# WHAT YOU NEED TO DO
Produce an exact transcript of all the records.

# PROVIDED DATA

%%

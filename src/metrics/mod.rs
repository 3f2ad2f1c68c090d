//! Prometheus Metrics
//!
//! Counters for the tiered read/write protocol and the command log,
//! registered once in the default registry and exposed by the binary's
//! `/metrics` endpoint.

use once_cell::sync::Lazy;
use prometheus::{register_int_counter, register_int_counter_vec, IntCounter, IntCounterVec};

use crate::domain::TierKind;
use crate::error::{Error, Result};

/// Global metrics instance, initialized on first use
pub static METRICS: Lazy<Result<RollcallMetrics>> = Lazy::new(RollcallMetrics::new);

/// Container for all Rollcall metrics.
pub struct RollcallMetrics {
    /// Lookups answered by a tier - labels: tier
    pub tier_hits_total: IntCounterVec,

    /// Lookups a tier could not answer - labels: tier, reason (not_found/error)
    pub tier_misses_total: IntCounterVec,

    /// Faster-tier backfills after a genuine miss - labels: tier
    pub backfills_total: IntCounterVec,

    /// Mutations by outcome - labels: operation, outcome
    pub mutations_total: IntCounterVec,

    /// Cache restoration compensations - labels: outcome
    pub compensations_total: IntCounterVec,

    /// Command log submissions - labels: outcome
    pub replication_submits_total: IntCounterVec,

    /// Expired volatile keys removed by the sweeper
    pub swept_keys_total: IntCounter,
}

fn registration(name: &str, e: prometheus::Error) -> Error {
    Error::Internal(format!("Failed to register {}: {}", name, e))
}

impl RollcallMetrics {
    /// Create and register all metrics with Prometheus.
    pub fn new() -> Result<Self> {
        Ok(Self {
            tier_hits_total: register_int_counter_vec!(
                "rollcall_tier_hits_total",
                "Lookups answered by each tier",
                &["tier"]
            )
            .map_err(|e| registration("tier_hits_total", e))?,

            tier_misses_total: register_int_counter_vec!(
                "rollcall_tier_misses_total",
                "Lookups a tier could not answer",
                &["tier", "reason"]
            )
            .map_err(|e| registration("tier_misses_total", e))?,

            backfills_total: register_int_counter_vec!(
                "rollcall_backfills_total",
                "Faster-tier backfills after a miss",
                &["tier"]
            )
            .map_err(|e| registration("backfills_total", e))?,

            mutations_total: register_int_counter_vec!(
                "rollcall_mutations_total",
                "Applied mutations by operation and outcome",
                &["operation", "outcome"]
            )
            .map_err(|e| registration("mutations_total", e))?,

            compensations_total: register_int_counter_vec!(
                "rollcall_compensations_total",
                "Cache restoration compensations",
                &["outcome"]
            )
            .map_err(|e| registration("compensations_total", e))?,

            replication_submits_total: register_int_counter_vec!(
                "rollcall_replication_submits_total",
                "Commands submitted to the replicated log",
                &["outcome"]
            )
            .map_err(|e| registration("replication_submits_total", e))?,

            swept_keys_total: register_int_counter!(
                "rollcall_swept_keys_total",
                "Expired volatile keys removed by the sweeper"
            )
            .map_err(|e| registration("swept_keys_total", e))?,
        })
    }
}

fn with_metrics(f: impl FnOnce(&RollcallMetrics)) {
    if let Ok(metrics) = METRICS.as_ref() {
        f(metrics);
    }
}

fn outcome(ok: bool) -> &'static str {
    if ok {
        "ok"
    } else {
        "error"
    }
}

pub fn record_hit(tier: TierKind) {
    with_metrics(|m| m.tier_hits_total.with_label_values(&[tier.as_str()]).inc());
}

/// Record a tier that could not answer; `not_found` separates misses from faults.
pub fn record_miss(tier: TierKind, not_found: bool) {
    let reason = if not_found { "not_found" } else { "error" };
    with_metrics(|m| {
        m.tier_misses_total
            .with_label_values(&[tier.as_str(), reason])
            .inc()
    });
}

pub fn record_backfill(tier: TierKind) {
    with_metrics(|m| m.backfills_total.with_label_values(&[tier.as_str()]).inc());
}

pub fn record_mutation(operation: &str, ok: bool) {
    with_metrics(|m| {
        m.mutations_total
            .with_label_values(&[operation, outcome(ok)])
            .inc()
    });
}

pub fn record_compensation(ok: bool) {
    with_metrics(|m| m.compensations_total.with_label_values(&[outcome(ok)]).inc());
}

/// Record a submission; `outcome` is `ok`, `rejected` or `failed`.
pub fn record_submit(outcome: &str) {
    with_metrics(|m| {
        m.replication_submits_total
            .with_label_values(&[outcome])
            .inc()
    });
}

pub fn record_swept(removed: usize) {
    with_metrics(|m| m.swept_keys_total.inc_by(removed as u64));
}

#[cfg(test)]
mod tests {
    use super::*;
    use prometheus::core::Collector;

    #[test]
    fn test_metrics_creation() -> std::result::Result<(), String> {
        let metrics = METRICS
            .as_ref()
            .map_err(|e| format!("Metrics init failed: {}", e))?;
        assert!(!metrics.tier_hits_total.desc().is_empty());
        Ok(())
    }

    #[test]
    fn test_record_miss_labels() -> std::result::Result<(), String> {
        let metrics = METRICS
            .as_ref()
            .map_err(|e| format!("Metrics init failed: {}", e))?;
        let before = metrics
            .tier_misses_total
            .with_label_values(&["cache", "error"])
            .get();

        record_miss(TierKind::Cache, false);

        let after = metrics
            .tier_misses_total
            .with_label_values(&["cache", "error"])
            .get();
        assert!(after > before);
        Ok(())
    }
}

%%

# ANSWER TO THIS EXERCISE
filename src/metrics/mod.rs
repository 3f2ad2f1c68c090d
//! Prometheus Metrics
//!
//! Counters for the tiered read/write protocol and the command log,
//! registered once in the default registry and exposed by the binary's
//! `/metrics` endpoint.

use once_cell::sync::Lazy;
use prometheus::{register_int_counter, register_int_counter_vec, IntCounter, IntCounterVec};

use crate::domain::TierKind;
use crate::error::{Error, Result};

/// Global metrics instance, initialized on first use
pub static METRICS: Lazy<Result<RollcallMetrics>> = Lazy::new(RollcallMetrics::new);

/// Container for all Rollcall metrics.
pub struct RollcallMetrics {
    /// Lookups answered by a tier - labels: tier
    pub tier_hits_total: IntCounterVec,

    /// Lookups a tier could not answer - labels: tier, reason (not_found/error)
    pub tier_misses_total: IntCounterVec,

    /// Faster-tier backfills after a genuine miss - labels: tier
    pub backfills_total: IntCounterVec,

    /// Mutations by outcome - labels: operation, outcome
    pub mutations_total: IntCounterVec,

    /// Cache restoration compensations - labels: outcome
    pub compensations_total: IntCounterVec,

    /// Command log submissions - labels: outcome
    pub replication_submits_total: IntCounterVec,

    /// Expired volatile keys removed by the sweeper
    pub swept_keys_total: IntCounter,
}

fn registration(name: &str, e: prometheus::Error) -> Error {
    Error::Internal(format!("Failed to register {}: {}", name, e))
}

impl RollcallMetrics {
    /// Create and register all metrics with Prometheus.
    pub fn new() -> Result<Self> {
        Ok(Self {
            tier_hits_total: register_int_counter_vec!(
                "rollcall_tier_hits_total",
                "Lookups answered by each tier",
                &["tier"]
            )
            .map_err(|e| registration("tier_hits_total", e))?,

            tier_misses_total: register_int_counter_vec!(
                "rollcall_tier_misses_total",
                "Lookups a tier could not answer",
                &["tier", "reason"]
            )
            .map_err(|e| registration("tier_misses_total", e))?,

            backfills_total: register_int_counter_vec!(
                "rollcall_backfills_total",
                "Faster-tier backfills after a miss",
                &["tier"]
            )
            .map_err(|e| registration("backfills_total", e))?,

            mutations_total: register_int_counter_vec!(
                "rollcall_mutations_total",
                "Applied mutations by operation and outcome",
                &["operation", "outcome"]
            )
            .map_err(|e| registration("mutations_total", e))?,

            compensations_total: register_int_counter_vec!(
                "rollcall_compensations_total",
                "Cache restoration compensations",
                &["outcome"]
            )
            .map_err(|e| registration("compensations_total", e))?,

            replication_submits_total: register_int_counter_vec!(
                "rollcall_replication_submits_total",
                "Commands submitted to the replicated log",
                &["outcome"]
            )
            .map_err(|e| registration("replication_submits_total", e))?,

            swept_keys_total: register_int_counter!(
                "rollcall_swept_keys_total",
                "Expired volatile keys removed by the sweeper"
            )
            .map_err(|e| registration("swept_keys_total", e))?,
        })
    }
}

fn with_metrics(f: impl FnOnce(&RollcallMetrics)) {
    if let Ok(metrics) = METRICS.as_ref() {
        f(metrics);
    }
}

fn outcome(ok: bool) -> &'static str {
    if ok {
        "ok"
    } else {
        "error"
    }
}

pub fn record_hit(tier: TierKind) {
    with_metrics(|m| m.tier_hits_total.with_label_values(&[tier.as_str()]).inc());
}

/// Record a tier that could not answer; `not_found` separates misses from faults.
pub fn record_miss(tier: TierKind, not_found: bool) {
    let reason = if not_found { "not_found" } else { "error" };
    with_metrics(|m| {
        m.tier_misses_total
            .with_label_values(&[tier.as_str(), reason])
            .inc()
    });
}

pub fn record_backfill(tier: TierKind) {
    with_metrics(|m| m.backfills_total.with_label_values(&[tier.as_str()]).inc());
}

pub fn record_mutation(operation: &str, ok: bool) {
    with_metrics(|m| {
        m.mutations_total
            .with_label_values(&[operation, outcome(ok)])
            .inc()
    });
}

pub fn record_compensation(ok: bool) {
    with_metrics(|m| m.compensations_total.with_label_values(&[outcome(ok)]).inc());
}

/// Record a submission; `outcome` is `ok`, `rejected` or `failed`.
pub fn record_submit(outcome: &str) {
    with_metrics(|m| {
        m.replication_submits_total
            .with_label_values(&[outcome])
            .inc()
    });
}

pub fn record_swept(removed: usize) {
    with_metrics(|m| m.swept_keys_total.inc_by(removed as u64));
}

#[cfg(test)]
mod tests {
    use super::*;
    use prometheus::core::Collector;

    #[test]
    fn test_metrics_creation() -> std::result::Result<(), String> {
        let metrics = METRICS
            .as_ref()
            .map_err(|e| format!("Metrics init failed: {}", e))?;
        assert!(!metrics.tier_hits_total.desc().is_empty());
        Ok(())
    }

    #[test]
    fn test_record_miss_labels() -> std::result::Result<(), String> {
        let metrics = METRICS
            .as_ref()
            .map_err(|e| format!("Metrics init failed: {}", e))?;
        let before = metrics
            .tier_misses_total
            .with_label_values(&["cache", "error"])
            .get();

        record_miss(TierKind::Cache, false);

        let after = metrics
            .tier_misses_total
            .with_label_values(&["cache", "error"])
            .get();
        assert!(after > before);
        Ok(())
    }
}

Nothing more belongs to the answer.